Сейчас у меня полно идей, я столько спектаклей поставил в голове, но когда представишь, что их надо воплощать на сцене… А в молодости об этом не думал, просто шел как ненормальный, всё время что-то делал и отстаивал каждый миллиметр сделанного.
Вообще я пришел к мнению, что лучшие свои вещи мы создаем в начале пути, поскольку вкладываемся в них больше, работаем на подсознательном уровне. Повзрослев, мы уже начинаем взвешивать, сомневаться. В молодости я ни в чем не сомневался. Мне казалось гениальным всё, что я делаю. И это развязывало руки.
— В любом случае вам проще, чем так называемому простому человеку. Вы можете изживать свои проблемы в творчестве, а что делать ему?
— Нужно жить так, будто тебя завтра не станет, и думать о том, какой след ты оставишь после себя, что будет с теми, кто рядом с тобой. А в театре ты работаешь или в другом месте — какая разница? Просто нужно наполнять себя светом, радостью. Молодежь почему-то думает, что жить это значит отрываться, зажигать. Ничего подобного. Жизнь — это когда видишь всё, что тебя окружает.

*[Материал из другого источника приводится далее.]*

//! Normalized curve record.

use pc_pump::{PumpCurveModel, PumpIdentity};
use serde::{Deserialize, Serialize};

use crate::{LoadError, LoadResult};

pub const PUMP: &str = "Pump";
pub const MOTOR: &str = "Motor";
pub const IMPELLER: &str = "Impeller";
pub const FLOW: &str = "Flow [l/s]";
pub const HEAD: &str = "Head [m]";
pub const EFFICIENCY: &str = "Overall Efficiency [%]";
pub const EFFICIENCY_FLOW: &str = "Overall Efficiency Flow [l/s]";
pub const NPSHR: &str = "NPSHR-values [m]";
pub const NPSHR_FLOW: &str = "NPSHR-Flow [l/s]";

/// Curve data and identity as a flat mapping of named arrays.
///
/// Field names on the wire are the vendor column headings, so a JSON export
/// reads like the spreadsheet it came from.
#[derive(Debug, Clone, PartialEq, Default, Serialize, Deserialize)]
pub struct CurveRecord {
    #[serde(rename = "Make", default, skip_serializing_if = "Option::is_none")]
    pub make: Option<String>,
    #[serde(rename = "Pump", default, skip_serializing_if = "Option::is_none")]
    pub pump: Option<String>,
    #[serde(rename = "Motor", default, skip_serializing_if = "Option::is_none")]
    pub motor: Option<String>,
    #[serde(rename = "Impeller", default, skip_serializing_if = "Option::is_none")]
    pub impeller: Option<String>,
    #[serde(rename = "Flow [l/s]")]
    pub flow: Vec<f64>,
    #[serde(rename = "Head [m]")]
    pub head: Vec<f64>,
    #[serde(
        rename = "Overall Efficiency [%]",
        default,
        skip_serializing_if = "Option::is_none"
    )]
    pub efficiency: Option<Vec<f64>>,
    #[serde(
        rename = "Overall Efficiency Flow [l/s]",
        default,
        skip_serializing_if = "Option::is_none"
    )]
    pub efficiency_flow: Option<Vec<f64>>,
    #[serde(
        rename = "NPSHR-values [m]",
        default,
        skip_serializing_if = "Option::is_none"
    )]
    pub npshr: Option<Vec<f64>>,
    #[serde(
        rename = "NPSHR-Flow [l/s]",
        default,
        skip_serializing_if = "Option::is_none"
    )]
    pub npshr_flow: Option<Vec<f64>>,
}

impl CurveRecord {
    /// Build a pump model from this record.
    ///
    /// `make` and `model` override the record's own identity; vendor exports
    /// carry the model in the `Pump` cell but never the make.
    pub fn to_model(&self, make: Option<&str>, model: Option<&str>) -> LoadResult<PumpCurveModel> {
        let make = make
            .map(str::to_string)
            .or_else(|| self.make.clone())
            .ok_or_else(|| LoadError::parse("Make", "pump make not given and not in record"))?;
        let model = model
            .map(str::to_string)
            .or_else(|| self.pump.clone())
            .ok_or_else(|| LoadError::parse(PUMP, "pump model not given and not in record"))?;

        let identity =
            PumpIdentity::new(make, model, self.impeller.clone(), self.motor.clone())?;
        let mut pump = PumpCurveModel::from_identity(identity);
        pump.define_curve(self.flow.clone(), self.head.clone())?;
        if let Some(eff) = &self.efficiency {
            pump.define_efficiency(eff.clone(), self.efficiency_flow.clone())?;
        }
        if let Some(npshr) = &self.npshr {
            pump.define_npshr(npshr.clone(), self.npshr_flow.clone())?;
        }
        Ok(pump)
    }

    /// Snapshot a pump model; flow bases are written only when explicit.
    pub fn from_model(pump: &PumpCurveModel) -> Self {
        let id = pump.identity();
        Self {
            make: Some(id.make().to_string()),
            pump: Some(id.model().to_string()),
            motor: id.motor().map(str::to_string),
            impeller: id.impeller().map(str::to_string),
            flow: pump.flow().to_vec(),
            head: pump.head().to_vec(),
            efficiency: pump.efficiency().map(<[f64]>::to_vec),
            efficiency_flow: pump
                .has_explicit_efficiency_flow()
                .then(|| pump.efficiency_flow().map(<[f64]>::to_vec))
                .flatten(),
            npshr: pump.npshr().map(<[f64]>::to_vec),
            npshr_flow: pump
                .has_explicit_npshr_flow()
                .then(|| pump.npshr_flow().map(<[f64]>::to_vec))
                .flatten(),
        }
    }
}
//! Drawing instructions handed to a sink.

use serde::{Deserialize, Serialize};

/// Vertical axis a series is drawn against.
#[derive(Debug, Clone, Copy, PartialEq, Eq, Serialize, Deserialize)]
pub enum Axis {
    /// Head, NPSHr (m)
    Primary,
    /// Efficiency (%)
    Secondary,
}

#[derive(Debug, Clone, Copy, PartialEq, Eq, Serialize, Deserialize)]
pub enum LineStyle {
    Solid,
    Dashed,
    Dotted,
}

#[derive(Debug, Clone, Copy, PartialEq, Eq, Serialize, Deserialize)]
pub enum MarkerShape {
    Circle,
    Square,
    Triangle,
    Cross,
}

/// sRGB colour.
#[derive(Debug, Clone, Copy, PartialEq, Eq, Serialize, Deserialize)]
pub struct Color(pub u8, pub u8, pub u8);

impl Color {
    pub const BLACK: Color = Color(0, 0, 0);
    pub const GREY: Color = Color(128, 128, 128);
    pub const RED: Color = Color(214, 39, 40);
    pub const GREEN: Color = Color(44, 160, 44);
    pub const BLUE: Color = Color(31, 119, 180);
    pub const PURPLE: Color = Color(148, 103, 189);
    pub const ORANGE: Color = Color(255, 127, 14);

    pub fn hex(&self) -> String {
        format!("#{:02x}{:02x}{:02x}", self.0, self.1, self.2)
    }
}

/// One drawing instruction. Points are `(flow, value)` pairs.
#[derive(Debug, Clone, PartialEq, Serialize, Deserialize)]
#[serde(tag = "kind")]
pub enum Layer {
    Line {
        label: Option<String>,
        points: Vec<(f64, f64)>,
        color: Color,
        style: LineStyle,
        axis: Axis,
    },
    Markers {
        label: Option<String>,
        points: Vec<(f64, f64)>,
        color: Color,
        shape: MarkerShape,
    },
    /// Closed polygon; the last point joins back to the first.
    Fill {
        label: Option<String>,
        polygon: Vec<(f64, f64)>,
        color: Color,
        alpha: f64,
    },
    VerticalLine {
        label: Option<String>,
        x: f64,
        y_min: f64,
        y_max: f64,
        color: Color,
        style: LineStyle,
    },
}

/// How a legend entry is drawn.
#[derive(Debug, Clone, Copy, PartialEq, Eq, Serialize, Deserialize)]
pub enum LegendGlyph {
    Line(LineStyle),
    Marker(MarkerShape),
    Patch,
}

#[derive(Debug, Clone, PartialEq, Serialize, Deserialize)]
pub struct LegendEntry {
    pub label: String,
    pub color: Color,
    pub glyph: LegendGlyph,
}

impl Layer {
    pub fn label(&self) -> Option<&str> {
        match self {
            Layer::Line { label, .. }
            | Layer::Markers { label, .. }
            | Layer::Fill { label, .. }
            | Layer::VerticalLine { label, .. } => label.as_deref(),
        }
    }

    pub fn axis(&self) -> Axis {
        match self {
            Layer::Line { axis, .. } => *axis,
            _ => Axis::Primary,
        }
    }

    /// Legend entry for a labelled layer.
    pub fn legend_entry(&self) -> Option<LegendEntry> {
        let label = self.label()?.to_string();
        let (color, glyph) = match self {
            Layer::Line { color, style, .. } | Layer::VerticalLine { color, style, .. } => {
                (*color, LegendGlyph::Line(*style))
            }
            Layer::Markers { color, shape, .. } => (*color, LegendGlyph::Marker(*shape)),
            Layer::Fill { color, .. } => (*color, LegendGlyph::Patch),
        };
        Some(LegendEntry {
            label,
            color,
            glyph,
        })
    }
}

#[cfg(test)]
mod tests {
    use super::*;

    #[test]
    fn color_hex() {
        assert_eq!(Color::RED.hex(), "#d62728");
        assert_eq!(Color::BLACK.hex(), "#000000");
    }

    #[test]
    fn unlabelled_layer_has_no_legend_entry() {
        let layer = Layer::Markers {
            label: None,
            points: vec![(1.0, 2.0)],
            color: Color::RED,
            shape: MarkerShape::Circle,
        };
        assert!(layer.legend_entry().is_none());
    }

    #[test]
    fn legend_glyph_follows_layer_kind() {
        let fill = Layer::Fill {
            label: Some("POR".into()),
            polygon: vec![(0.0, 0.0), (1.0, 1.0), (1.0, 0.0)],
            color: Color::GREEN,
            alpha: 0.2,
        };
        let entry = fill.legend_entry().unwrap();
        assert_eq!(entry.glyph, LegendGlyph::Patch);
        assert_eq!(entry.label, "POR");

        let line = Layer::Line {
            label: Some("Efficiency".into()),
            points: vec![],
            color: Color::BLUE,
            style: LineStyle::Dashed,
            axis: Axis::Secondary,
        };
        assert_eq!(line.axis(), Axis::Secondary);
        assert_eq!(
            line.legend_entry().unwrap().glyph,
            LegendGlyph::Line(LineStyle::Dashed)
        );
    }
}
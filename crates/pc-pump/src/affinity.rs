//! Centrifugal pump affinity laws.
//!
//! For a fixed impeller diameter and a speed ratio `r = n / n_ref`:
//!
//! ```text
//! Q' = Q * r
//! H' = H * r^2
//! P' = P * r^3
//! ```
//!
//! Speeds are given in percent of the reference speed. Zero or negative
//! speeds are accepted as-is; rejecting them is left to callers.

use crate::speed::REFERENCE_SPEED;

/// Flow and head multipliers for one speed.
#[derive(Debug, Clone, Copy, PartialEq)]
pub struct AffinityRatio {
    pub flow: f64,
    pub head: f64,
}

impl AffinityRatio {
    /// Shaft power multiplier (cube of the speed ratio).
    pub fn power(&self) -> f64 {
        self.flow * self.head
    }
}

/// Stateless scaler applying the affinity laws.
#[derive(Debug, Clone, Copy, Default)]
pub struct AffinityScaler;

impl AffinityScaler {
    pub fn ratio(speed_percent: f64) -> AffinityRatio {
        let r = speed_percent / REFERENCE_SPEED;
        AffinityRatio {
            flow: r,
            head: r * r,
        }
    }

    /// Scale a whole curve element-wise; length and order are preserved.
    pub fn scale_curve(flow: &[f64], head: &[f64], speed_percent: f64) -> (Vec<f64>, Vec<f64>) {
        let ratio = Self::ratio(speed_percent);
        (
            flow.iter().map(|q| q * ratio.flow).collect(),
            head.iter().map(|h| h * ratio.head).collect(),
        )
    }

    pub fn scale_point(flow: f64, head: f64, speed_percent: f64) -> (f64, f64) {
        let ratio = Self::ratio(speed_percent);
        (flow * ratio.flow, head * ratio.head)
    }
}
//! Float helpers shared by the fitting, model and plotting crates.

use crate::{CoreError, CoreResult};

/// Reject a series holding NaN or infinity; the first offender is reported.
pub fn ensure_all_finite(values: &[f64], what: &'static str) -> CoreResult<()> {
    match values.iter().find(|v| !v.is_finite()) {
        Some(&value) => Err(CoreError::NonFinite { what, value }),
        None => Ok(()),
    }
}

/// `num` evenly spaced samples from `start` to `end` inclusive.
///
/// The last sample is pinned to `end` so callers can close polygons exactly.
pub fn linspace(start: f64, end: f64, num: usize) -> Vec<f64> {
    match num {
        0 => Vec::new(),
        1 => vec![start],
        _ => {
            let delta = (end - start) / (num - 1) as f64;
            let mut points: Vec<f64> = (0..num).map(|i| start + i as f64 * delta).collect();
            points[num - 1] = end;
            points
        }
    }
}

/// Index of the largest value; the first occurrence wins on ties.
///
/// NaN entries are never selected. Returns `None` for an empty or all-NaN slice.
pub fn argmax_first(values: &[f64]) -> Option<usize> {
    let mut best: Option<(usize, f64)> = None;
    for (i, &v) in values.iter().enumerate() {
        if v.is_nan() {
            continue;
        }
        match best {
            Some((_, b)) if v <= b => {}
            _ => best = Some((i, v)),
        }
    }
    best.map(|(i, _)| i)
}

/// Largest value of a series, NaN ignored.
pub fn max_value(values: &[f64]) -> Option<f64> {
    argmax_first(values).map(|i| values[i])
}
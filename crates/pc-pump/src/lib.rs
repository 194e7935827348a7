//! pc-pump: centrifugal pump performance model.
//!
//! A [`PumpCurveModel`] owns the curves measured at reference (100%) speed
//! and derives from them:
//! - the best efficiency point (BEP)
//! - the preferred operating range (POR, 70%-120% of BEP flow)
//! - curves, BEPs and PORs at other speeds via the affinity laws
//!
//! # Example
//!
//! ```
//! use pc_pump::PumpCurveModel;
//!
//! let mut pump = PumpCurveModel::new("Xylem", "NP3153", None, None).unwrap();
//! pump.define_curve(
//!     vec![0.0, 10.0, 20.0, 30.0, 40.0, 50.0],
//!     vec![50.0, 48.0, 44.0, 38.0, 30.0, 20.0],
//! )
//! .unwrap();
//! pump.define_efficiency(vec![0.0, 40.0, 65.0, 72.0, 68.0, 50.0], None)
//!     .unwrap();
//!
//! let bep = pump.best_efficiency_point().unwrap();
//! assert_eq!(bep.flow, 30.0);
//!
//! let por = pump.preferred_operating_range().unwrap();
//! assert!((por.upper_flow - 36.0).abs() < 1e-12);
//! ```

pub mod affinity;
pub mod curve;
pub mod error;
pub mod identity;
pub mod model;
pub mod points;
pub mod speed;

// Re-exports
pub use affinity::{AffinityRatio, AffinityScaler};
pub use curve::{FlowBasis, ReferenceCurve, Series};
pub use error::{PumpError, PumpResult};
pub use identity::PumpIdentity;
pub use model::PumpCurveModel;
pub use points::{
    BepAtSpeed, BestEfficiencyPoint, POR_LOWER_FRACTION, POR_UPPER_FRACTION,
    PreferredOperatingRange,
};
pub use speed::{DEFAULT_SPEEDS, REFERENCE_SPEED, SpeedMap, SpeedSet};
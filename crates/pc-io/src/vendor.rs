//! Vendor fixed-layout curve export.
//!
//! Layout of the sheet, 0-based rows:
//!
//! ```text
//! row 0      title row (ignored)
//! row 1..=3  label, value: pump model, motor, impeller
//! row 4      spacer (ignored)
//! row 5      column headings, e.g. "Flow [l/s]", "Head [m]", ...
//! row 6..    data
//! ```
//!
//! Data rows with any empty cell are dropped, so every column ends up
//! sharing the same flow basis.

use std::collections::BTreeMap;
use std::io::Read;
use std::path::Path;

use crate::record::{self, CurveRecord};
use crate::{LoadError, LoadResult, open_file, parse_cell};

const IDENTITY_ROWS: [(usize, &str); 3] = [
    (1, record::PUMP),
    (2, record::MOTOR),
    (3, record::IMPELLER),
];
const IDENTITY_COLUMN: usize = 1;
const HEADER_ROW: usize = 5;
const DATA_START_ROW: usize = 6;

/// Load a vendor export saved as CSV.
pub fn load_vendor_csv(path: &Path) -> LoadResult<CurveRecord> {
    let record = parse_vendor_csv(open_file(path)?)?;
    tracing::info!(
        path = %path.display(),
        points = record.flow.len(),
        "loaded vendor curve"
    );
    Ok(record)
}

pub fn parse_vendor_csv<R: Read>(mut reader: R) -> LoadResult<CurveRecord> {
    let mut text = String::new();
    reader.read_to_string(&mut text)?;

    // Rows are physical lines; the csv reader would skip blank spacer lines
    // and shift the fixed layout.
    let mut rows: BTreeMap<usize, (u64, Vec<String>)> = BTreeMap::new();
    for (row, line) in text.lines().enumerate() {
        if line.trim().is_empty() {
            continue;
        }
        rows.insert(row, (row as u64 + 1, split_row(line)?));
    }

    let mut identity = [None, None, None];
    for (slot, (row, label)) in identity.iter_mut().zip(IDENTITY_ROWS) {
        *slot = rows
            .get(&row)
            .and_then(|(_, cells)| cells.get(IDENTITY_COLUMN))
            .map(|s| s.trim().to_string())
            .filter(|s| !s.is_empty());
        if slot.is_none() {
            tracing::debug!(label, row, "identity cell empty");
        }
    }
    let [pump, motor, impeller] = identity;

    let headers: Vec<String> = rows
        .get(&HEADER_ROW)
        .map(|(_, cells)| cells.iter().map(|c| c.trim().to_string()).collect())
        .ok_or_else(|| LoadError::missing_column(record::FLOW))?;

    let mut columns: Vec<Vec<f64>> = vec![Vec::new(); headers.len()];
    let mut dropped = 0usize;
    for (_, (line, cells)) in rows.range(DATA_START_ROW..) {
        let complete = (0..headers.len())
            .all(|i| cells.get(i).is_some_and(|c| !c.trim().is_empty()));
        if !complete {
            dropped += 1;
            continue;
        }
        for (i, header) in headers.iter().enumerate() {
            columns[i].push(parse_cell(header, *line, &cells[i])?);
        }
    }
    if dropped > 0 {
        tracing::warn!(dropped, "dropped incomplete rows from vendor curve");
    }

    let take = |name: &str| -> Option<Vec<f64>> {
        headers
            .iter()
            .position(|h| h == name)
            .map(|i| columns[i].clone())
    };

    Ok(CurveRecord {
        make: None,
        pump,
        motor,
        impeller,
        flow: take(record::FLOW).ok_or_else(|| LoadError::missing_column(record::FLOW))?,
        head: take(record::HEAD).ok_or_else(|| LoadError::missing_column(record::HEAD))?,
        efficiency: take(record::EFFICIENCY),
        efficiency_flow: None,
        npshr: take(record::NPSHR),
        npshr_flow: None,
    })
}

/// Cells of one CSV line, quoting honoured.
fn split_row(line: &str) -> LoadResult<Vec<String>> {
    let mut csv_reader = csv::ReaderBuilder::new()
        .has_headers(false)
        .flexible(true)
        .from_reader(line.as_bytes());
    match csv_reader.records().next() {
        Some(rec) => Ok(rec?.iter().map(str::to_string).collect()),
        None => Ok(Vec::new()),
    }
}
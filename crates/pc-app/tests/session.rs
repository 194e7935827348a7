//! End-to-end sessions through the service layer.

use std::fs;
use std::path::PathBuf;

use pc_app::{
    AnalysisConfig, AppError, PumpOverride, SourceConfig, analyze, export_json, load_config,
    load_pump, plot_pump, run_config, save_config,
};
use pc_plot::{JsonPlotSink, PorMode};
use pc_pump::PumpError;

const VENDOR_CSV: &str = "\
Curve export,,,
Pump,NP3153,,
Motor,15 kW,,
Impeller,488 mm,,
,,,
Flow [l/s],Head [m],Overall Efficiency [%],NPSHR-values [m]
0,50,0,1.5
10,48,40,1.8
20,44,65,2.4
30,38,72,3.3
40,30,68,4.6
50,20,50,6.2
";

fn scratch_dir(name: &str) -> PathBuf {
    let dir = std::env::temp_dir().join(format!("pc_app_{name}"));
    let _ = fs::remove_dir_all(&dir);
    fs::create_dir_all(&dir).unwrap();
    dir
}

fn xylem() -> PumpOverride {
    PumpOverride {
        make: Some("Xylem".to_string()),
        model: None,
    }
}

#[test]
fn vendor_source_needs_a_make() {
    let dir = scratch_dir("needs_make");
    let path = dir.join("curve.csv");
    fs::write(&path, VENDOR_CSV).unwrap();

    let source = SourceConfig::Vendor { path };
    assert!(matches!(
        load_pump(&source, &PumpOverride::default()),
        Err(AppError::Load(_))
    ));

    let pump = load_pump(&source, &xylem()).unwrap();
    assert_eq!(pump.identity().full_name(), "Xylem NP3153");
    assert_eq!(pump.identity().motor(), Some("15 kW"));
    assert!(pump.has_npshr());

    let _ = fs::remove_dir_all(&dir);
}

#[test]
fn analysis_report_matches_model() {
    let dir = scratch_dir("report");
    let path = dir.join("curve.csv");
    fs::write(&path, VENDOR_CSV).unwrap();
    let pump = load_pump(&SourceConfig::Vendor { path }, &xylem()).unwrap();

    let report = analyze(&pump, [80.0, 50.0]).unwrap();
    assert_eq!(report.bep.flow, 30.0);
    assert!((report.bep.head - 38.0).abs() < 1e-6);
    assert!((report.por.upper_flow - 36.0).abs() < 1e-12);
    assert_eq!(report.speeds.len(), 2);
    assert_eq!(report.speeds[1].speed_percent, 50.0);
    assert!((report.speeds[1].scaled.flow - 15.0).abs() < 1e-12);

    let text = report.to_text();
    assert!(text.starts_with("Xylem NP3153\n"));
    // header, BEP, POR, then a three-line summary per speed
    assert_eq!(text.lines().count(), 9);

    let json = serde_json::to_value(&report).unwrap();
    assert_eq!(json["pump"], "Xylem NP3153");

    let _ = fs::remove_dir_all(&dir);
}

#[test]
fn analysis_without_efficiency_is_missing_data() {
    let dir = scratch_dir("no_eff");
    let path = dir.join("curve.csv");
    fs::write(
        &path,
        "Q,H\n0,50\n10,48\n20,44\n30,38\n",
    )
    .unwrap();
    let source = SourceConfig::Generic {
        path,
        columns: pc_io::ColumnMapping::new("Q", "H"),
    };
    let pump = load_pump(&source, &xylem()).unwrap_err();
    // generic tables carry no model name either
    assert!(matches!(pump, AppError::Load(_)));

    let overrides = PumpOverride {
        make: Some("Xylem".into()),
        model: Some("NP3102".into()),
    };
    let pump = load_pump(&source, &overrides).unwrap();
    assert!(matches!(
        analyze(&pump, 80.0),
        Err(AppError::Pump(PumpError::MissingData { .. }))
    ));

    let _ = fs::remove_dir_all(&dir);
}

#[test]
fn default_plot_of_pump_without_efficiency_skips_bep_and_por() {
    let dir = scratch_dir("no_eff_plot");
    let path = dir.join("curve.csv");
    fs::write(&path, "Q,H\n0,50\n10,48\n20,44\n30,38\n").unwrap();
    let source = SourceConfig::Generic {
        path,
        columns: pc_io::ColumnMapping::new("Q", "H"),
    };
    let overrides = PumpOverride {
        make: Some("Xylem".into()),
        model: Some("NP3102".into()),
    };
    let pump = load_pump(&source, &overrides).unwrap();

    let mut config = AnalysisConfig::new(source);
    let result = plot_pump(&pump, &config, &mut JsonPlotSink::new()).unwrap();
    let labels: Vec<&str> = result.legend.iter().map(|e| e.label.as_str()).collect();
    assert_eq!(labels[0], "100%");
    assert!(!labels.iter().any(|l| l.contains("BEP") || l.contains("POR")));

    // an explicit request still needs the data
    config.plot.bep = Some(true);
    assert!(matches!(
        plot_pump(&pump, &config, &mut JsonPlotSink::new()),
        Err(AppError::Plot(_))
    ));

    let _ = fs::remove_dir_all(&dir);
}

#[test]
fn json_export_feeds_back_as_source() {
    let dir = scratch_dir("json_source");
    let csv_path = dir.join("curve.csv");
    fs::write(&csv_path, VENDOR_CSV).unwrap();
    let pump = load_pump(&SourceConfig::Vendor { path: csv_path }, &xylem()).unwrap();

    let json_path = dir.join("pump.json");
    export_json(&pump, &json_path).unwrap();

    let reloaded = load_pump(
        &SourceConfig::Json { path: json_path },
        &PumpOverride::default(),
    )
    .unwrap();
    assert_eq!(reloaded.identity(), pump.identity());
    assert_eq!(reloaded.flow(), pump.flow());
    assert_eq!(reloaded.head(), pump.head());
    assert_eq!(reloaded.efficiency(), pump.efficiency());
    assert_eq!(reloaded.npshr(), pump.npshr());

    let _ = fs::remove_dir_all(&dir);
}

#[test]
fn config_session_writes_chart() {
    let dir = scratch_dir("session");
    fs::write(dir.join("curve.csv"), VENDOR_CSV).unwrap();
    let config_path = dir.join("analysis.yaml");
    fs::write(
        &config_path,
        "\
pump: { make: Xylem }
source: { kind: vendor, path: curve.csv }
speeds: [90, 70]
plot: { por: fill, efficiency: true, npshr: true, speed_bep: true, output_dir: plots }
duty_point: { flow: 25.0, head: 41.0, as_line: true }
",
    )
    .unwrap();

    let config = load_config(&config_path).unwrap();
    assert_eq!(config.plot.por, Some(PorMode::Fill));
    let result = run_config(&config).unwrap();

    let labels: Vec<&str> = result.legend.iter().map(|e| e.label.as_str()).collect();
    assert_eq!(
        labels,
        vec![
            "100%",
            "BEP",
            "POR",
            "90%",
            "70%",
            "BEP (scaled)",
            "NPSHr",
            "Efficiency",
            "Duty point"
        ]
    );

    let artifact = result.artifact.expect("chart written");
    assert!(artifact.starts_with(dir.join("plots")));
    assert!(artifact.exists());

    let _ = fs::remove_dir_all(&dir);
}

#[test]
fn config_round_trips_through_yaml() {
    let dir = scratch_dir("config_yaml");
    let mut config = AnalysisConfig::new(SourceConfig::Vendor {
        path: dir.join("curve.csv"),
    });
    config.pump = xylem();
    config.speeds = vec![85.0];
    config.plot.por = Some(PorMode::Line);

    let path = dir.join("analysis.yaml");
    save_config(&path, &config).unwrap();
    let loaded = load_config(&path).unwrap();
    assert_eq!(loaded, config);

    let _ = fs::remove_dir_all(&dir);
}

#[test]
fn missing_config_file_names_path() {
    let path = std::env::temp_dir().join("pc_app_no_such_config.yaml");
    match load_config(&path) {
        Err(AppError::ConfigRead { path: p, .. }) => assert_eq!(p, path),
        other => panic!("unexpected {other:?}"),
    }
}
//! Speed sets and per-speed results.

use std::slice;

/// Reference speed, percent.
pub const REFERENCE_SPEED: f64 = 100.0;

/// Speeds projected when the caller asks for none in particular.
pub const DEFAULT_SPEEDS: [f64; 5] = [90.0, 80.0, 70.0, 60.0, 50.0];

/// Normalized list of requested speeds (percent of reference).
///
/// A single speed and a collection of speeds both convert into this type, so
/// every batch operation takes `impl Into<SpeedSet>`.
#[derive(Debug, Clone, PartialEq)]
pub struct SpeedSet(Vec<f64>);

impl SpeedSet {
    pub fn new(speeds: Vec<f64>) -> Self {
        Self(speeds)
    }

    pub fn as_slice(&self) -> &[f64] {
        &self.0
    }

    pub fn len(&self) -> usize {
        self.0.len()
    }

    pub fn is_empty(&self) -> bool {
        self.0.is_empty()
    }

    pub fn iter(&self) -> slice::Iter<'_, f64> {
        self.0.iter()
    }

    /// Lowest requested speed, ignoring NaN.
    pub fn min(&self) -> Option<f64> {
        self.0
            .iter()
            .copied()
            .filter(|s| !s.is_nan())
            .fold(None, |acc, s| Some(acc.map_or(s, |m: f64| m.min(s))))
    }
}

impl Default for SpeedSet {
    fn default() -> Self {
        Self(DEFAULT_SPEEDS.to_vec())
    }
}

impl From<f64> for SpeedSet {
    fn from(speed: f64) -> Self {
        Self(vec![speed])
    }
}

impl From<Vec<f64>> for SpeedSet {
    fn from(speeds: Vec<f64>) -> Self {
        Self(speeds)
    }
}

impl From<&[f64]> for SpeedSet {
    fn from(speeds: &[f64]) -> Self {
        Self(speeds.to_vec())
    }
}

impl<const N: usize> From<[f64; N]> for SpeedSet {
    fn from(speeds: [f64; N]) -> Self {
        Self(speeds.to_vec())
    }
}

impl From<&SpeedSet> for SpeedSet {
    fn from(speeds: &SpeedSet) -> Self {
        speeds.clone()
    }
}

impl<'a> IntoIterator for &'a SpeedSet {
    type Item = &'a f64;
    type IntoIter = slice::Iter<'a, f64>;

    fn into_iter(self) -> Self::IntoIter {
        self.0.iter()
    }
}

/// Results keyed by speed, in the order the speeds were requested.
#[derive(Debug, Clone, PartialEq)]
#[cfg_attr(feature = "serde", derive(serde::Serialize, serde::Deserialize))]
pub struct SpeedMap<T> {
    entries: Vec<(f64, T)>,
}

impl<T> SpeedMap<T> {
    pub(crate) fn from_entries(entries: Vec<(f64, T)>) -> Self {
        Self { entries }
    }

    /// Value for an exact speed key.
    pub fn get(&self, speed: f64) -> Option<&T> {
        self.entries
            .iter()
            .find(|(s, _)| *s == speed)
            .map(|(_, v)| v)
    }

    pub fn len(&self) -> usize {
        self.entries.len()
    }

    pub fn is_empty(&self) -> bool {
        self.entries.is_empty()
    }

    pub fn speeds(&self) -> impl Iterator<Item = f64> + '_ {
        self.entries.iter().map(|(s, _)| *s)
    }

    pub fn iter(&self) -> impl Iterator<Item = (f64, &T)> {
        self.entries.iter().map(|(s, v)| (*s, v))
    }
}

impl<T> IntoIterator for SpeedMap<T> {
    type Item = (f64, T);
    type IntoIter = std::vec::IntoIter<(f64, T)>;

    fn into_iter(self) -> Self::IntoIter {
        self.entries.into_iter()
    }
}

— Ваши театральные постановки визуально очень красивы. Может быть, красота спасет мир?
— Смотря что понимать под красотой. Ценна не только внешняя красота — красивые отношения между людьми, какая-то гармония с самим собой. Не смогу сказать, спасет она или не спасет. Человечество будет идти по тому витку, который спроектирован где-то в небесной канцелярии. Нынешний кризис — лишь часть его. Главное, чтобы человек начал осознавать этот виток и место, которое ему выпало. Вот тогда он чего-то добьется. Не надо рассчитывать на чудо — будет то, что будет. Ну, выпало нам жить в такое время. Не вижу в этом трагедии.
Я чувствую, что всё будет нормально, всё повернется. Неизвестно, когда это случится, но это будет. Произойдет очень мощный прорыв в сознании. Материальное благополучие я во внимание не беру. Очень многие, в том числе и молодежь, поставили сейчас на первое место благосостояние, почему-то сделали своим богом деньги, но вы видите, что эта идеология рушится. Духовное возрождение произойдет, хотя, естественно, никто не может сказать, когда точно это случится. А нам нужно осознать, в какой период нам выпало жить, и воспользоваться этим. Единственное, о чем сожалею, так это о том, что мне сейчас не двадцать-двадцать пять лет. Я реализовался бы еще больше. Говоря «реализовался», не имею в виду наживу. Ведь можно иметь много всего и, в сущности, не иметь ничего. Реализоваться — значит найти применение себе, быть востребованным. Вот что главное.